Radar device according to any one of claims 1 to 3. the wavelength is determined by the frequency of the radar signal;
Radar device according to any one of claims 1 to 4. a first array antenna;
a second array antenna;
a radar transmitter that transmits a radar signal using one of the first array antenna and the second array antenna;
a radar receiver that receives a reflected wave signal of the radar signal reflected by a target using the other of the first array antenna and the second array antenna;
and
The first array antenna includes a plurality of first antennas,
Each of the plurality of first antennas is arranged at a different position in a first direction,
the second array antenna includes a plurality of second antennas,
Each of the plurality of second antennas is arranged at a different position in the first direction,
The distance between two adjacent first antennas among the plurality of first antennas is one wavelength or more in the first direction,
an interval between two adjacent second antennas among the plurality of second antennas is one wavelength or more in the first direction;
The absolute value of the difference between the interval between the two adjacent first antennas and the interval between the two adjacent second antennas is 0.5 wavelength or more and 0.75 wavelength or less in the first direction. including something
at least one of the plurality of first antennas and the plurality of second antennas includes a plurality of antenna elements arranged in the first direction;
radar equipment.
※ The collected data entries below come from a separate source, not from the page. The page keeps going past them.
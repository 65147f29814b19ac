//! Interaction bindings: user commands mapped onto engine operations.
//!
//! Status and desk changes commit immediately, free-text query input goes
//! through the debouncer, and row selection loads detail.

use std::fmt;
use std::str::FromStr;
use std::sync::Arc;
use std::time::Duration;

use crate::api::DashboardApi;
use crate::error::{DeskwatchError, Result};
use crate::surface::Surface;
use crate::types::{TicketRef, TicketStatus};

use super::engine::{Dashboard, DetailOutcome, RefreshOutcome};
use super::schedule::Debouncer;

/// Usage text for the interactive commands
pub const COMMAND_HELP: &str = "\
Commands:
  status <STATUS|->   filter by status (- for all)
  desk <CODE|->       filter by desk (- for all)
  query <text>        free-text search (empty to clear)
  select <REF|#n>     open a listed ticket by reference or row number
  refresh, r          refresh now
  help                show this help
  quit, q             exit";

/// Row picked by `select`
#[derive(Debug, Clone, PartialEq, Eq)]
pub enum Selection {
    Ref(TicketRef),
    /// One-based row number in the ticket table
    Row(usize),
}

#[derive(Debug, Clone, PartialEq, Eq)]
pub enum Command {
    Status(Option<TicketStatus>),
    Desk(Option<String>),
    Query(String),
    Select(Selection),
    Refresh,
    Help,
    Quit,
}

impl fmt::Display for Command {
    fn fmt(&self, f: &mut fmt::Formatter<'_>) -> fmt::Result {
        match self {
            Command::Status(Some(s)) => write!(f, "status {s}"),
            Command::Status(None) => f.write_str("status -"),
            Command::Desk(Some(d)) => write!(f, "desk {d}"),
            Command::Desk(None) => f.write_str("desk -"),
            Command::Query(q) => write!(f, "query {q}"),
            Command::Select(Selection::Ref(r)) => write!(f, "select {r}"),
            Command::Select(Selection::Row(n)) => write!(f, "select #{n}"),
            Command::Refresh => f.write_str("refresh"),
            Command::Help => f.write_str("help"),
            Command::Quit => f.write_str("quit"),
        }
    }
}

fn clearable(arg: &str) -> Option<&str> {
    match arg {
        "" | "-" | "all" | "ALL" => None,
        other => Some(other),
    }
}

impl FromStr for Command {
    type Err = DeskwatchError;

    fn from_str(line: &str) -> Result<Self> {
        let line = line.trim();
        let (verb, arg) = match line.split_once(char::is_whitespace) {
            Some((verb, rest)) => (verb, rest.trim()),
            None => (line, ""),
        };

        match verb.to_lowercase().as_str() {
            "status" => clearable(arg)
                .map(TicketStatus::from_str)
                .transpose()
                .map(Command::Status),
            "desk" => Ok(Command::Desk(clearable(arg).map(str::to_string))),
            // Query text keeps its inner spacing; trimming happens on commit
            "query" | "/" => Ok(Command::Query(arg.to_string())),
            "select" | "s" => {
                if arg.is_empty() {
                    return Err(DeskwatchError::InvalidCommand(
                        "select needs a ticket reference or #row".to_string(),
                    ));
                }
                match arg.strip_prefix('#') {
                    Some(row) => match row.parse::<usize>() {
                        Ok(n) if n >= 1 => Ok(Command::Select(Selection::Row(n))),
                        _ => Err(DeskwatchError::InvalidCommand(format!(
                            "invalid row number '{row}'"
                        ))),
                    },
                    None => Ok(Command::Select(Selection::Ref(TicketRef::from(arg)))),
                }
            }
            "refresh" | "r" => Ok(Command::Refresh),
            "help" | "h" | "?" => Ok(Command::Help),
            "quit" | "q" | "exit" => Ok(Command::Quit),
            _ => Err(DeskwatchError::InvalidCommand(format!(
                "unknown command '{verb}' (type 'help')"
            ))),
        }
    }
}

/// Parse one input line. Blank lines yield `None`.
pub fn parse_command(line: &str) -> Result<Option<Command>> {
    if line.trim().is_empty() {
        return Ok(None);
    }
    line.parse().map(Some)
}

/// What the input loop should do after a command
#[derive(Debug, Clone, Copy, PartialEq, Eq)]
pub enum Flow {
    Continue,
    ShowHelp,
    Quit,
}

/// Binds commands to one shared dashboard.
pub struct Bindings<C, S> {
    dashboard: Arc<Dashboard<C, S>>,
    debouncer: Debouncer,
}

impl<C, S> Bindings<C, S>
where
    C: DashboardApi + 'static,
    S: Surface + 'static,
{
    pub fn new(dashboard: Arc<Dashboard<C, S>>, debounce: Duration) -> Self {
        Self {
            dashboard,
            debouncer: Debouncer::new(debounce),
        }
    }

    /// Apply one command.
    ///
    /// Filter and refresh commands wait for their round to finish, except
    /// `query`, which only arms the debouncer.
    pub async fn handle(&self, command: Command) -> Result<Flow> {
        tracing::debug!(%command, "handling command");
        match command {
            Command::Status(status) => {
                self.dashboard.set_status_control(status);
                self.commit_filters().await;
            }
            Command::Desk(desk) => {
                self.dashboard.set_desk_control(desk);
                self.commit_filters().await;
            }
            Command::Query(text) => {
                self.dashboard.set_query_input(text);
                let dashboard = Arc::clone(&self.dashboard);
                self.debouncer.schedule(async move {
                    dashboard.on_filters_changed().await;
                });
            }
            Command::Select(selection) => {
                let ticket_ref = match selection {
                    Selection::Ref(r) => r,
                    Selection::Row(n) => self.dashboard.ticket_at(n - 1).ok_or_else(|| {
                        DeskwatchError::InvalidCommand(format!("no ticket in row #{n}"))
                    })?,
                };
                if self.dashboard.select_ticket(ticket_ref.clone()).await
                    == DetailOutcome::Unlisted
                {
                    return Err(DeskwatchError::InvalidCommand(format!(
                        "ticket {ticket_ref} is not in the current list"
                    )));
                }
            }
            Command::Refresh => {
                self.dashboard.refresh_dashboard(true).await;
            }
            Command::Help => return Ok(Flow::ShowHelp),
            Command::Quit => {
                self.debouncer.cancel();
                return Ok(Flow::Quit);
            }
        }
        Ok(Flow::Continue)
    }

    async fn commit_filters(&self) -> RefreshOutcome {
        // A pending query edit is folded into this commit
        self.debouncer.cancel();
        self.dashboard.on_filters_changed().await
    }
}

#[cfg(test)]
mod tests {
    use super::*;

    #[test]
    fn test_parse_filters() {
        assert_eq!(
            parse_command("status escalated").unwrap(),
            Some(Command::Status(Some(TicketStatus::Escalated)))
        );
        assert_eq!(parse_command("status -").unwrap(), Some(Command::Status(None)));
        assert_eq!(
            parse_command("desk FX").unwrap(),
            Some(Command::Desk(Some("FX".to_string())))
        );
        assert_eq!(parse_command("desk all").unwrap(), Some(Command::Desk(None)));
        assert!(matches!(
            parse_command("status later"),
            Err(DeskwatchError::InvalidStatus(_))
        ));
    }

    #[test]
    fn test_parse_query_keeps_inner_text() {
        assert_eq!(
            parse_command("query  late  wire ").unwrap(),
            Some(Command::Query("late  wire".to_string()))
        );
        assert_eq!(
            parse_command("query").unwrap(),
            Some(Command::Query(String::new()))
        );
    }

    #[test]
    fn test_parse_select() {
        assert_eq!(
            parse_command("select TCK-9").unwrap(),
            Some(Command::Select(Selection::Ref(TicketRef::from("TCK-9"))))
        );
        assert_eq!(
            parse_command("select #3").unwrap(),
            Some(Command::Select(Selection::Row(3)))
        );
        assert!(parse_command("select #0").is_err());
        assert!(parse_command("select").is_err());
    }

    #[test]
    fn test_parse_misc() {
        assert_eq!(parse_command("   ").unwrap(), None);
        assert_eq!(parse_command("R").unwrap(), Some(Command::Refresh));
        assert_eq!(parse_command("q").unwrap(), Some(Command::Quit));
        assert_eq!(parse_command("help").unwrap(), Some(Command::Help));
        assert!(matches!(
            parse_command("frobnicate"),
            Err(DeskwatchError::InvalidCommand(_))
        ));
    }

    #[test]
    fn test_command_display_round_trips() {
        for line in ["status OPEN", "desk -", "select #2", "refresh"] {
            let command = parse_command(line).unwrap().unwrap();
            assert_eq!(command.to_string(), line);
        }
    }
}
At least one of the plurality of first antennas and the plurality of second antennas, which includes a plurality of antenna elements arranged in the first direction, has a size in the first direction equal to that of the two adjacent second antennas. larger than the absolute value of the difference between the spacing of one antenna and the spacing of the two adjacent second antennas;
The radar device according to claim 6. At least one of the plurality of first antennas and the plurality of second antennas, which includes a plurality of antenna elements arranged in the first direction, has a size in the first direction equal to that of the two adjacent second antennas. smaller than the narrowest interval between the interval between one antenna and the interval between the two adjacent second antennas;
The radar device according to claim 6 or 7. a virtual reception array antenna composed of the first array antenna and the second array antenna has a plurality of virtual reception antennas;
At least one of two adjacent virtual reception antenna intervals of the plurality of virtual reception antennas is 0.5 wavelength or more and 0.75 wavelength or less in the first direction.
The radar device according to any one of claims 6 to 8. the wavelength is determined by the frequency of the radar signal;
Radar installation according to any one of claims 6 to 9.